Interestingly in Samoa there were so many missionaries that the Congregationalists and Methodists were forced to come to an agreement to divide the island between them.

“It was the east for the Methodists and the west for Congregationalists,” he said, “but they had both been around for some time and it was a bit like northern Ireland. There were non-conformist groups and there were battles.”

Many missionaries were active in the abolitionist movement to end the slave trade. Although that was abolished in 1805, slavery itself continued in Britain until the Slavery Abolition Act of 1833 which banned slavery in most British colonies, freeing more than 800,000 enslaved Africans in the Caribbean, South Africa and Canada.

Part of the impetus was the Christmas Uprising, or Great Jamaican Slave Revolt of 1831 to 1832 – an 11-day rebellion that began on Christmas Day and involved up to 60,000 of Jamaica’s 300,000 slaves.
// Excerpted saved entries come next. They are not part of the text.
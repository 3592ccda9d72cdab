//! Traversal order tokens and lazy position enumeration
//!
//! An order token is two letters over `{x, y, b}`: the first letter is the
//! inner (fastest-varying) axis, lowercase means ascending and uppercase
//! descending. A `b` anywhere selects byte-major traversal over the raw
//! scanline buffer instead of pixel coordinates; there the `b` letter's case
//! gives the within-scanline byte direction and the `y` letter's case the
//! scanline direction. `"all"` expands to the full concrete set, `"auto"`
//! resolves to the default raster order `"xy"`.

use std::fmt;

use serde::{Deserialize, Serialize};

use crate::errors::{ExtractError, ExtractResult};

/// Traversal direction along one axis.
#[derive(Debug, Clone, Copy, PartialEq, Eq, Hash, Serialize, Deserialize)]
pub enum Dir {
    Asc,
    Desc,
}

/// Raster axis.
#[derive(Debug, Clone, Copy, PartialEq, Eq, Hash, Serialize, Deserialize)]
pub enum Axis {
    X,
    Y,
}

/// One concrete traversal order.
#[derive(Debug, Clone, Copy, PartialEq, Eq, Hash, Serialize, Deserialize)]
pub enum OrderToken {
    /// Pixel-major traversal: the inner axis varies fastest.
    Pixel {
        inner: Axis,
        inner_dir: Dir,
        outer_dir: Dir,
    },
    /// Byte-major traversal over raw scanline bytes.
    Byte { byte_dir: Dir, line_dir: Dir },
}

impl Default for OrderToken {
    /// The default raster order `"xy"`.
    fn default() -> Self {
        OrderToken::Pixel {
            inner: Axis::X,
            inner_dir: Dir::Asc,
            outer_dir: Dir::Asc,
        }
    }
}

impl OrderToken {
    /// Every supported concrete order, duplicate-free: eight pixel-major
    /// rasters followed by four byte-major walks. This is what the `"all"`
    /// wildcard expands to.
    pub const ALL: [OrderToken; 12] = [
        Self::pixel(Axis::X, Dir::Asc, Dir::Asc),   // xy
        Self::pixel(Axis::X, Dir::Asc, Dir::Desc),  // xY
        Self::pixel(Axis::X, Dir::Desc, Dir::Asc),  // Xy
        Self::pixel(Axis::X, Dir::Desc, Dir::Desc), // XY
        Self::pixel(Axis::Y, Dir::Asc, Dir::Asc),   // yx
        Self::pixel(Axis::Y, Dir::Asc, Dir::Desc),  // yX
        Self::pixel(Axis::Y, Dir::Desc, Dir::Asc),  // Yx
        Self::pixel(Axis::Y, Dir::Desc, Dir::Desc), // YX
        Self::byte(Dir::Asc, Dir::Asc),             // by
        Self::byte(Dir::Asc, Dir::Desc),            // bY
        Self::byte(Dir::Desc, Dir::Asc),            // By
        Self::byte(Dir::Desc, Dir::Desc),           // BY
    ];

    const fn pixel(inner: Axis, inner_dir: Dir, outer_dir: Dir) -> Self {
        OrderToken::Pixel {
            inner,
            inner_dir,
            outer_dir,
        }
    }

    const fn byte(byte_dir: Dir, line_dir: Dir) -> Self {
        OrderToken::Byte { byte_dir, line_dir }
    }

    /// Parse one concrete two-letter token such as `"xy"`, `"Yx"` or `"bY"`.
    ///
    /// `"yb"` spellings normalize to the canonical `b`-first form; pairing
    /// `b` with `x` is not a supported order.
    pub fn parse(token: &str) -> ExtractResult<Self> {
        let mut chars = token.chars();
        let (a, b) = match (chars.next(), chars.next(), chars.next()) {
            (Some(a), Some(b), None) => (a, b),
            _ => return Err(ExtractError::InvalidOrder(token.to_string())),
        };
        let dir = |c: char| {
            if c.is_ascii_uppercase() {
                Dir::Desc
            } else {
                Dir::Asc
            }
        };
        match (a.to_ascii_lowercase(), b.to_ascii_lowercase()) {
            ('x', 'y') => Ok(Self::pixel(Axis::X, dir(a), dir(b))),
            ('y', 'x') => Ok(Self::pixel(Axis::Y, dir(a), dir(b))),
            ('b', 'y') => Ok(Self::byte(dir(a), dir(b))),
            ('y', 'b') => Ok(Self::byte(dir(b), dir(a))),
            _ => Err(ExtractError::InvalidOrder(token.to_string())),
        }
    }

    /// Parse a comma-separated order option. `"all"` expands to the full
    /// concrete set (top level only, duplicate-free); `"auto"` resolves to
    /// the default raster order.
    pub fn parse_list(s: &str) -> ExtractResult<Vec<OrderToken>> {
        let mut out = Vec::new();
        let push = |t: OrderToken, out: &mut Vec<OrderToken>| {
            if !out.contains(&t) {
                out.push(t);
            }
        };
        for part in s.split(',') {
            if part.eq_ignore_ascii_case("all") {
                for t in Self::ALL {
                    push(t, &mut out);
                }
            } else if part.eq_ignore_ascii_case("auto") {
                push(Self::default(), &mut out);
            } else {
                push(Self::parse(part)?, &mut out);
            }
        }
        Ok(out)
    }

    /// Whether this order walks raw bytes rather than pixel coordinates.
    pub fn is_byte_major(&self) -> bool {
        matches!(self, OrderToken::Byte { .. })
    }

    /// Canonical spelling of this order.
    pub fn as_str(&self) -> &'static str {
        match *self {
            OrderToken::Pixel {
                inner: Axis::X,
                inner_dir,
                outer_dir,
            } => match (inner_dir, outer_dir) {
                (Dir::Asc, Dir::Asc) => "xy",
                (Dir::Asc, Dir::Desc) => "xY",
                (Dir::Desc, Dir::Asc) => "Xy",
                (Dir::Desc, Dir::Desc) => "XY",
            },
            OrderToken::Pixel {
                inner: Axis::Y,
                inner_dir,
                outer_dir,
            } => match (inner_dir, outer_dir) {
                (Dir::Asc, Dir::Asc) => "yx",
                (Dir::Asc, Dir::Desc) => "yX",
                (Dir::Desc, Dir::Asc) => "Yx",
                (Dir::Desc, Dir::Desc) => "YX",
            },
            OrderToken::Byte { byte_dir, line_dir } => match (byte_dir, line_dir) {
                (Dir::Asc, Dir::Asc) => "by",
                (Dir::Asc, Dir::Desc) => "bY",
                (Dir::Desc, Dir::Asc) => "By",
                (Dir::Desc, Dir::Desc) => "BY",
            },
        }
    }
}

impl fmt::Display for OrderToken {
    fn fmt(&self, f: &mut fmt::Formatter<'_>) -> fmt::Result {
        f.write_str(self.as_str())
    }
}

/// Lazy cursor over pixel coordinates for a pixel-major order.
///
/// Deterministic, total and non-repeating; nothing is materialized, so an
/// extraction that stops after a handful of bytes only ever computes a
/// handful of coordinates.
#[derive(Debug, Clone)]
pub struct PixelCursor {
    width: u32,
    height: u32,
    inner: Axis,
    inner_dir: Dir,
    outer_dir: Dir,
    inner_pos: u32,
    outer_pos: u32,
    done: bool,
}

impl PixelCursor {
    pub fn new(width: u32, height: u32, inner: Axis, inner_dir: Dir, outer_dir: Dir) -> Self {
        Self {
            width,
            height,
            inner,
            inner_dir,
            outer_dir,
            inner_pos: 0,
            outer_pos: 0,
            done: width == 0 || height == 0,
        }
    }
}

impl Iterator for PixelCursor {
    type Item = (u32, u32);

    fn next(&mut self) -> Option<(u32, u32)> {
        if self.done {
            return None;
        }
        let (inner_len, outer_len) = match self.inner {
            Axis::X => (self.width, self.height),
            Axis::Y => (self.height, self.width),
        };
        let iv = match self.inner_dir {
            Dir::Asc => self.inner_pos,
            Dir::Desc => inner_len - 1 - self.inner_pos,
        };
        let ov = match self.outer_dir {
            Dir::Asc => self.outer_pos,
            Dir::Desc => outer_len - 1 - self.outer_pos,
        };
        let coord = match self.inner {
            Axis::X => (iv, ov),
            Axis::Y => (ov, iv),
        };
        self.inner_pos += 1;
        if self.inner_pos == inner_len {
            self.inner_pos = 0;
            self.outer_pos += 1;
            if self.outer_pos == outer_len {
                self.done = true;
            }
        }
        Some(coord)
    }
}

/// Lazy cursor over raw buffer offsets for a byte-major order.
///
/// Walks scanline by scanline; a buffer whose length is not a stride
/// multiple simply gets a short final scanline.
#[derive(Debug, Clone)]
pub struct ByteCursor {
    len: usize,
    stride: usize,
    byte_dir: Dir,
    line_dir: Dir,
    line: usize,
    pos: usize,
    done: bool,
}

impl ByteCursor {
    pub fn new(len: usize, stride: usize, byte_dir: Dir, line_dir: Dir) -> Self {
        Self {
            len,
            stride: stride.max(1),
            byte_dir,
            line_dir,
            line: 0,
            pos: 0,
            done: len == 0,
        }
    }

    fn line_count(&self) -> usize {
        self.len.div_ceil(self.stride)
    }
}

impl Iterator for ByteCursor {
    type Item = usize;

    fn next(&mut self) -> Option<usize> {
        if self.done {
            return None;
        }
        let lines = self.line_count();
        let li = match self.line_dir {
            Dir::Asc => self.line,
            Dir::Desc => lines - 1 - self.line,
        };
        let start = li * self.stride;
        let line_len = self.stride.min(self.len - start);
        let offset = match self.byte_dir {
            Dir::Asc => start + self.pos,
            Dir::Desc => start + line_len - 1 - self.pos,
        };
        self.pos += 1;
        if self.pos == line_len {
            self.pos = 0;
            self.line += 1;
            if self.line == lines {
                self.done = true;
            }
        }
        Some(offset)
    }
}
“The spokesman was Samuel Sharpe, who was a black deacon of a Baptist church, and the minister was Thomas Burchell, who is buried in Abney with a new modern gravestone which I think was put up by his family,” said Alan.

“Sharpe was hanged but he’s featured on currency in Jamaica and Burchill is still a common Christian name there.”

Another missionary buried at Abney is Baptist parish priest Samuel Oughton.

“The freedom in 1831 wasn’t quite the answer people had been hoping for, because there was this harsh system of indentured labour which continued, and at times you’d find it difficult to distinguish that from slavery,” explained Alan.

“Oughton said: ‘Let the cane rot in the fields rather than work for these wages.’ They say that Oughton was lucky to escape from the plantation owners with his life.”

Missionaries were recruited and paid by the London Missionary Society to spread the supposed word of God.

“Jamaica is obviously a settled country to a degree,” said Alan, “but sailing around the south seas they must have known the risks – not least the risks that you would get disease despite the thing of running into angry inhabitants.

“I’m still working out how many missionaries are buried here, but interestingly there is someone who translated the Bible into Mongolian.”

The man who took the Salvation Army to India and was arrested for it is also buried at Abney.

Alan’s next tour on Sunday, which has a suggested donation of £5, will be about Abney’s four MPs.

Meet at the main gates in Stoke Newington High Street at 2pm on Sunday.